Mertehikian and Del Rio were also inspired in part by two courses they took in 2016. The first was “The Post-Global and the Non-Cosmopolitan,” a comparative-literature class that examined cultural production in a moment when “the world that we used to describe as globalized seems to be falling apart,” Mertehikian said. The other, a workshop led by a team from Harvard’s metaLAB (a production studio for the arts and humanities), encouraged students to think of alternative ways of presenting scholarly research. Mertehikian brought in a few passports for a class project and realized the documents—which he said “reveal and conceal” narratives about belonging, migration, and identity—were evocative primary sources for his fellow students. After the class ended, he and Del Rio shared their project with Anne-Marie Eze, director of scholarly and public programs at Houghton, who worked with them to turn it into an exhibition. 
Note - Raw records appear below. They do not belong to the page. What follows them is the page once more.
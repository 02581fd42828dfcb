use crate::application::booking_actions::{BookingActionGateway, expected_status};
use crate::application::booking_queries::{BookingQueryService, RetryPolicy};
use crate::application::bootstrap::bootstrap_workspace;
use crate::application::countdown_clock::{CountdownSubscription, SharedClock};
use crate::application::profile_store::ProfileStore;
use crate::application::profile_sync::{BackgroundSyncHandle, ProfileSyncService, SyncOutcome};
use crate::domain::countdown::{Countdown, countdown_at};
use crate::domain::grouping::{BookingSection, group_bookings_in};
use crate::domain::lifecycle::{BookingAction, legal_actions};
use crate::domain::models::{Booking, BookingStatus, Profile};
use crate::domain::status_display::{StatusDescriptor, classify, classify_booking};
use crate::infrastructure::activity_log::ActivityLog;
use crate::infrastructure::api_client::{BookingListFilter, ReqwestApiClient};
use crate::infrastructure::config::ClientConfig;
use crate::infrastructure::connectivity::{ConnectivityMonitor, ConnectivityState, TransportType};
use crate::infrastructure::credential_store::{AccessTokenStore, KeyringAccessTokenStore};
use crate::infrastructure::error::InfraError;
use crate::infrastructure::profile_repository::SqliteProfileRepository;
use crate::infrastructure::query_cache::InMemoryQueryCache;
use chrono::{DateTime, Utc};
use serde::Serialize;
use std::path::{Path, PathBuf};
use std::sync::{Arc, Mutex, MutexGuard, OnceLock};
use std::time::Duration;

type Queries = BookingQueryService<ReqwestApiClient, InMemoryQueryCache>;
type Actions = BookingActionGateway<ReqwestApiClient, InMemoryQueryCache>;
type ProfileSync = ProfileSyncService<ReqwestApiClient, InMemoryQueryCache>;

pub struct AppState {
    config_dir: PathBuf,
    database_path: PathBuf,
    config: ClientConfig,
    activity_log: Arc<ActivityLog>,
    connectivity: ConnectivityMonitor,
    token_store: Arc<dyn AccessTokenStore>,
    profile_store: Arc<ProfileStore>,
    queries: Queries,
    actions: Actions,
    profile_sync: Arc<ProfileSync>,
    clock: OnceLock<SharedClock>,
    polling: Mutex<Option<BackgroundSyncHandle>>,
}

impl AppState {
    pub fn new(workspace_root: PathBuf) -> Result<Self, InfraError> {
        Self::with_token_store(workspace_root, Arc::new(KeyringAccessTokenStore::default()))
    }

    pub fn with_token_store(
        workspace_root: PathBuf,
        token_store: Arc<dyn AccessTokenStore>,
    ) -> Result<Self, InfraError> {
        let bootstrap = bootstrap_workspace(&workspace_root)?;
        let config = bootstrap.config;
        let activity_log = Arc::new(ActivityLog::in_dir(&bootstrap.logs_dir));

        let connectivity = ConnectivityMonitor::default();
        let cache = Arc::new(InMemoryQueryCache::default());
        let repository = Arc::new(SqliteProfileRepository::new(&bootstrap.database_path));
        let profile_store = Arc::new(
            ProfileStore::load(repository)?.with_activity_log(Arc::clone(&activity_log)),
        );
        let api_client = Arc::new(
            ReqwestApiClient::new(&config.api_base_url, Arc::clone(&token_store))?
                .with_activity_log(Arc::clone(&activity_log)),
        );

        let queries = BookingQueryService::new(Arc::clone(&api_client), Arc::clone(&cache), connectivity.gate())
            .with_retry_policy(RetryPolicy::from(&config.read_retry))
            .with_timezone(config.timezone)
            .with_activity_log(Arc::clone(&activity_log));
        let actions = BookingActionGateway::new(Arc::clone(&api_client), Arc::clone(&cache), connectivity.gate())
            .with_activity_log(Arc::clone(&activity_log));
        let profile_sync = Arc::new(
            ProfileSyncService::new(
                api_client,
                Arc::clone(&profile_store),
                Arc::clone(&cache),
                connectivity.gate(),
            )
            .with_activity_log(Arc::clone(&activity_log)),
        );

        Ok(Self {
            config_dir: bootstrap.config_dir,
            database_path: bootstrap.database_path,
            config,
            activity_log,
            connectivity,
            token_store,
            profile_store,
            queries,
            actions,
            profile_sync,
            clock: OnceLock::new(),
            polling: Mutex::new(None),
        })
    }

    pub fn config_dir(&self) -> &Path {
        &self.config_dir
    }

    pub fn database_path(&self) -> &Path {
        &self.database_path
    }

    pub fn config(&self) -> &ClientConfig {
        &self.config
    }

    pub fn command_error(&self, command: &str, error: &InfraError) -> String {
        self.log_error(command, &error.to_string());
        error.to_string()
    }

    pub fn log_info(&self, command: &str, message: &str) {
        self.activity_log.info(command, message);
    }

    pub fn log_error(&self, command: &str, message: &str) {
        self.activity_log.error(command, message);
    }

    fn shared_clock(&self) -> Result<&SharedClock, InfraError> {
        if let Some(clock) = self.clock.get() {
            return Ok(clock);
        }
        ensure_runtime("countdown clock")?;
        let tick = Duration::from_millis(self.config.countdown_tick_millis);
        Ok(self.clock.get_or_init(|| SharedClock::start(tick)))
    }
}

#[derive(Debug, Clone, Serialize)]
#[serde(rename_all = "camelCase")]
pub struct BookingDetailResponse {
    pub booking: Booking,
    pub display: StatusDescriptor,
    pub legal_actions: Vec<BookingAction>,
    #[serde(skip_serializing_if = "Option::is_none")]
    pub countdown: Option<Countdown>,
}

#[derive(Debug, Clone, Serialize)]
#[serde(rename_all = "camelCase")]
pub struct ConnectivityReportResponse {
    pub state: ConnectivityState,
    pub is_online: bool,
    pub changed: bool,
}

pub fn classify_status_impl(state: &AppState, status: String) -> StatusDescriptor {
    classify(&status, &state.config.theme)
}

/// Month sections in the configured timezone.
pub fn group_bookings_impl(state: &AppState, bookings: Vec<Booking>) -> Vec<BookingSection> {
    group_bookings_in(bookings, &state.config.timezone)
}

pub fn legal_actions_impl(status: String) -> Vec<BookingAction> {
    legal_actions(&BookingStatus::parse(&status))
}

pub fn preview_booking_action_impl(status: String, action: String) -> Result<BookingStatus, InfraError> {
    expected_status(&BookingStatus::parse(&status), parse_action(&action)?)
}

pub async fn list_booking_sections_impl(
    state: &AppState,
    filter: BookingListFilter,
) -> Result<Vec<BookingSection>, InfraError> {
    match state.queries.list_sections(&filter).await {
        Ok(sections) => Ok(sections),
        Err(InfraError::Offline) => {
            state.log_info("list_booking_sections", "offline; no cached bookings for filter");
            Err(InfraError::Offline)
        }
        Err(error) => Err(error),
    }
}

pub async fn refresh_booking_sections_impl(
    state: &AppState,
    filter: BookingListFilter,
) -> Result<Vec<BookingSection>, InfraError> {
    state.queries.refresh_bookings(&filter).await?;
    state.queries.list_sections(&filter).await
}

pub async fn get_booking_impl(state: &AppState, booking_id: String) -> Result<BookingDetailResponse, InfraError> {
    let booking = state.queries.get_booking(&booking_id).await?;
    Ok(describe_booking(state, booking, Utc::now()))
}

pub fn booking_countdown_impl(deadline: String) -> Result<Countdown, InfraError> {
    let deadline = parse_rfc3339_input(&deadline, "deadline")?;
    Ok(countdown_at(deadline, Utc::now()))
}

/// Attaches one row to the shared clock. Must be called from inside the
/// async runtime.
pub fn subscribe_countdown_impl(state: &AppState, deadline: String) -> Result<CountdownSubscription, InfraError> {
    let deadline = parse_rfc3339_input(&deadline, "deadline")?;
    Ok(state.shared_clock()?.subscribe(deadline))
}

pub async fn dispatch_booking_action_impl(
    state: &AppState,
    booking_id: String,
    action: String,
    reason: Option<String>,
) -> Result<BookingDetailResponse, InfraError> {
    let booking = state.actions.dispatch_named(&booking_id, &action, reason).await?;
    Ok(describe_booking(state, booking, Utc::now()))
}

pub async fn sync_profile_impl(state: &AppState) -> Result<SyncOutcome, InfraError> {
    state.profile_sync.sync_once().await
}

pub fn current_profile_impl(state: &AppState) -> Option<Profile> {
    state.profile_store.current().map(|profile| profile.as_ref().clone())
}

/// Stores the bearer token used for every API request.
pub fn sign_in_impl(state: &AppState, access_token: String) -> Result<(), InfraError> {
    let access_token = access_token.trim();
    if access_token.is_empty() {
        return Err(InfraError::InvalidInput("access token must not be empty".to_string()));
    }
    state.token_store.save_token(access_token)?;
    state.log_info("sign_in", "access token stored");
    Ok(())
}

/// Sign-out: forget the access token, the local profile and every cached
/// query. Profile responses still in flight are discarded.
pub fn clear_session_impl(state: &AppState) -> Result<(), InfraError> {
    stop_profile_polling_impl(state)?;
    state.token_store.delete_token()?;
    state.profile_sync.sign_out()?;
    state.log_info("clear_session", "access token, local profile and query cache cleared");
    Ok(())
}

pub fn report_connectivity_impl(
    state: &AppState,
    is_connected: bool,
    is_internet_reachable: bool,
    transport_type: Option<String>,
) -> ConnectivityReportResponse {
    let reported = ConnectivityState {
        is_connected,
        is_internet_reachable,
        transport_type: transport_type
            .as_deref()
            .map(TransportType::parse)
            .unwrap_or(TransportType::Unknown),
    };
    let changed = state.connectivity.update(reported);
    if changed {
        let message = if reported.is_online() {
            "back online; network work resumed"
        } else {
            "offline; network work suspended"
        };
        state.log_info("report_connectivity", message);
    }
    ConnectivityReportResponse {
        state: reported,
        is_online: reported.is_online(),
        changed,
    }
}

/// Returns false when polling was already running.
pub fn start_profile_polling_impl(state: &AppState) -> Result<bool, InfraError> {
    let mut polling = lock_polling(state)?;
    if polling.as_ref().is_some_and(BackgroundSyncHandle::is_running) {
        return Ok(false);
    }
    ensure_runtime("profile polling")?;
    let interval = Duration::from_secs(state.config.profile_sync_interval_seconds);
    *polling = Some(Arc::clone(&state.profile_sync).spawn_background(interval));
    state.log_info(
        "start_profile_polling",
        &format!("polling every {}s", state.config.profile_sync_interval_seconds),
    );
    Ok(true)
}

/// Returns false when nothing was running.
pub fn stop_profile_polling_impl(state: &AppState) -> Result<bool, InfraError> {
    let Some(handle) = lock_polling(state)?.take() else {
        return Ok(false);
    };
    handle.stop();
    state.log_info("stop_profile_polling", "polling stopped");
    Ok(true)
}

fn describe_booking(state: &AppState, booking: Booking, now: DateTime<Utc>) -> BookingDetailResponse {
    let display = classify_booking(&booking, now, &state.config.theme);
    let displayed_status = booking.display_status(now);
    let countdown = match (&displayed_status, booking.deadline_at) {
        (BookingStatus::Pending, Some(deadline)) => Some(countdown_at(deadline, now)),
        _ => None,
    };
    BookingDetailResponse {
        legal_actions: legal_actions(&displayed_status),
        display,
        countdown,
        booking,
    }
}

fn lock_polling(state: &AppState) -> Result<MutexGuard<'_, Option<BackgroundSyncHandle>>, InfraError> {
    state
        .polling
        .lock()
        .map_err(|error| InfraError::InvalidConfig(format!("polling lock poisoned: {error}")))
}

fn ensure_runtime(purpose: &str) -> Result<(), InfraError> {
    tokio::runtime::Handle::try_current()
        .map(|_| ())
        .map_err(|_| InfraError::InvalidConfig(format!("{purpose} requires a running async runtime")))
}

fn parse_action(value: &str) -> Result<BookingAction, InfraError> {
    BookingAction::parse(value)
        .ok_or_else(|| InfraError::InvalidInput(format!("unknown booking action '{}'", value.trim())))
}

fn parse_rfc3339_input(value: &str, field_name: &str) -> Result<DateTime<Utc>, InfraError> {
    DateTime::parse_from_rfc3339(value.trim())
        .map(|parsed| parsed.with_timezone(&Utc))
        .map_err(|error| InfraError::InvalidInput(format!("{field_name} must be RFC3339: {error}")))
}
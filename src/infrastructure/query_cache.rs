use crate::domain::models::Booking;
use crate::infrastructure::error::InfraError;
use std::collections::HashMap;
use std::sync::Mutex;

/// Cached views that mutations can invalidate.
#[derive(Debug, Clone, PartialEq, Eq, Hash)]
pub enum QueryKey {
    /// Every cached booking list, whatever its filter.
    BookingList,
    BookingDetail(String),
}

/// Every `invalidate` or `clear` bumps the generation of the keys it touches.
/// Fetchers read [`QueryCache::generation`] before going to the network and
/// hand it back on `put_*`, so a response that started before an
/// invalidation is never written back.
pub trait QueryCache: Send + Sync {
    fn generation(&self, key: &QueryKey) -> Result<u64, InfraError>;
    fn get_list(&self, filter_key: &str) -> Result<Option<Vec<Booking>>, InfraError>;
    /// Returns false, storing nothing, when the list generation moved on.
    fn put_list(&self, filter_key: &str, bookings: &[Booking], generation: u64) -> Result<bool, InfraError>;
    fn get_detail(&self, booking_id: &str) -> Result<Option<Booking>, InfraError>;
    fn put_detail(&self, booking: &Booking, generation: u64) -> Result<bool, InfraError>;
    fn invalidate(&self, key: &QueryKey) -> Result<(), InfraError>;
    fn clear(&self) -> Result<(), InfraError>;
}

#[derive(Debug, Default)]
struct CacheEntries {
    lists: HashMap<String, Vec<Booking>>,
    details: HashMap<String, Booking>,
    list_generation: u64,
    detail_generations: HashMap<String, u64>,
    // Bumped by `clear`; added to every detail generation.
    cleared: u64,
}

impl CacheEntries {
    fn generation(&self, key: &QueryKey) -> u64 {
        match key {
            QueryKey::BookingList => self.list_generation,
            QueryKey::BookingDetail(booking_id) => {
                let scoped = InMemoryQueryCache::normalized_id(booking_id)
                    .and_then(|booking_id| self.detail_generations.get(&booking_id).copied())
                    .unwrap_or(0);
                self.cleared.wrapping_add(scoped)
            }
        }
    }
}

#[derive(Debug, Default)]
pub struct InMemoryQueryCache {
    entries: Mutex<CacheEntries>,
}

impl InMemoryQueryCache {
    fn normalized_id(booking_id: &str) -> Option<String> {
        let normalized = booking_id.trim();
        if normalized.is_empty() {
            return None;
        }
        Some(normalized.to_string())
    }

    fn lock(&self) -> Result<std::sync::MutexGuard<'_, CacheEntries>, InfraError> {
        self.entries
            .lock()
            .map_err(|error| InfraError::InvalidConfig(format!("query cache lock poisoned: {error}")))
    }
}

impl QueryCache for InMemoryQueryCache {
    fn generation(&self, key: &QueryKey) -> Result<u64, InfraError> {
        Ok(self.lock()?.generation(key))
    }

    fn get_list(&self, filter_key: &str) -> Result<Option<Vec<Booking>>, InfraError> {
        Ok(self.lock()?.lists.get(filter_key).cloned())
    }

    fn put_list(&self, filter_key: &str, bookings: &[Booking], generation: u64) -> Result<bool, InfraError> {
        let mut entries = self.lock()?;
        if entries.list_generation != generation {
            return Ok(false);
        }
        entries.lists.insert(filter_key.to_string(), bookings.to_vec());
        Ok(true)
    }

    fn get_detail(&self, booking_id: &str) -> Result<Option<Booking>, InfraError> {
        let Some(booking_id) = Self::normalized_id(booking_id) else {
            return Ok(None);
        };
        Ok(self.lock()?.details.get(&booking_id).cloned())
    }

    fn put_detail(&self, booking: &Booking, generation: u64) -> Result<bool, InfraError> {
        let booking_id = Self::normalized_id(&booking.id).ok_or_else(|| {
            InfraError::InvalidInput("booking id is required for cache upsert".to_string())
        })?;
        let mut entries = self.lock()?;
        if entries.generation(&QueryKey::BookingDetail(booking_id.clone())) != generation {
            return Ok(false);
        }
        entries.details.insert(booking_id, booking.clone());
        Ok(true)
    }

    fn invalidate(&self, key: &QueryKey) -> Result<(), InfraError> {
        let mut entries = self.lock()?;
        match key {
            QueryKey::BookingList => {
                entries.lists.clear();
                entries.list_generation = entries.list_generation.wrapping_add(1);
            }
            QueryKey::BookingDetail(booking_id) => {
                if let Some(booking_id) = Self::normalized_id(booking_id) {
                    entries.details.remove(&booking_id);
                    let generation = entries.detail_generations.entry(booking_id).or_insert(0);
                    *generation = generation.wrapping_add(1);
                }
            }
        }
        Ok(())
    }

    fn clear(&self) -> Result<(), InfraError> {
        let mut entries = self.lock()?;
        entries.lists.clear();
        entries.details.clear();
        entries.list_generation = entries.list_generation.wrapping_add(1);
        entries.cleared = entries.cleared.wrapping_add(1);
        Ok(())
    }
}
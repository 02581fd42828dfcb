pub mod countdown;
pub mod grouping;
pub mod lifecycle;
pub mod models;
pub mod reconciliation;
pub mod status_display;
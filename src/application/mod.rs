pub mod booking_actions;
pub mod booking_queries;
pub mod bootstrap;
pub mod commands;
pub mod countdown_clock;
pub mod profile_store;
pub mod profile_sync;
“Passports have a visual and aesthetic thing about them,” Mertehikian said. “They are these little booklets with information, yes, but they also have narratives behind them. They always tell stories.” The exhibit casts the documents as a rich tapestry about borders, cross-border transits, and identity. The tales they tell are diverse: one display case features passports belonging to a relative of Mertehikian’s who fled the Armenian genocide to Argentina. Another displays petitions that were circulated throughout U.S. colleges in 1963 after scholar and black political leader W.E.B. Du Bois, A.B. 1890, Ph.D. ’95, was denied re-entry into the country because of his ties to communism. 

The center of the room is occupied by a broad, glass-plated art installation designed by Boston architect Haydee Casellas. Dozens of passports that Mertehikian and Del Rio purchased on eBay and other ecommerce sites are affixed to the panels, the only passports on display at the exhibit that visitors can thumb through. The pair bought passports from states that no longer exist, like Yugoslavia and the Soviet Union, as well as “from countries that have radically changed their frontiers in the past century—so, Italy or Ukraine, for example—and countries that have undergone significant changes of government in the past few years, like Cuba,” Mertehikian explained.

Promotional material from the Polaroid Corporation (drawn from its archives at the Business School’s Baker Library) is posted along the walls of the exhibition, and a case is dedicated to the technology used to produce passports, particularly as camera companies like Polaroid developed cost-effective photographic methods that were then used by nation states to make identification systematic. “Sometimes you only relate passports to the problem of national security and identification techniques, but there’s also a huge business behind producing passports,” Mertehikian said. “We were very interested…in taking a look at the relationship between private corporations and nation states to produce identification methods.”

“Passports: Lives in Transit” is on display in Houghton Library’s Edison and Newman Room until August 18. The curators will host a panel on migration at Houghton on August 10.

 

Updated 6/5/20: When this article was originally posted, Sonia Hernández’s son was identified as Anthony Otey. He has since changed his name to Anthony Derveniadis-Hernández.

Brandon J. Dixon ’19 is this magazine’s 2018 Daniel Steiner Undergraduate Editorial Fellow.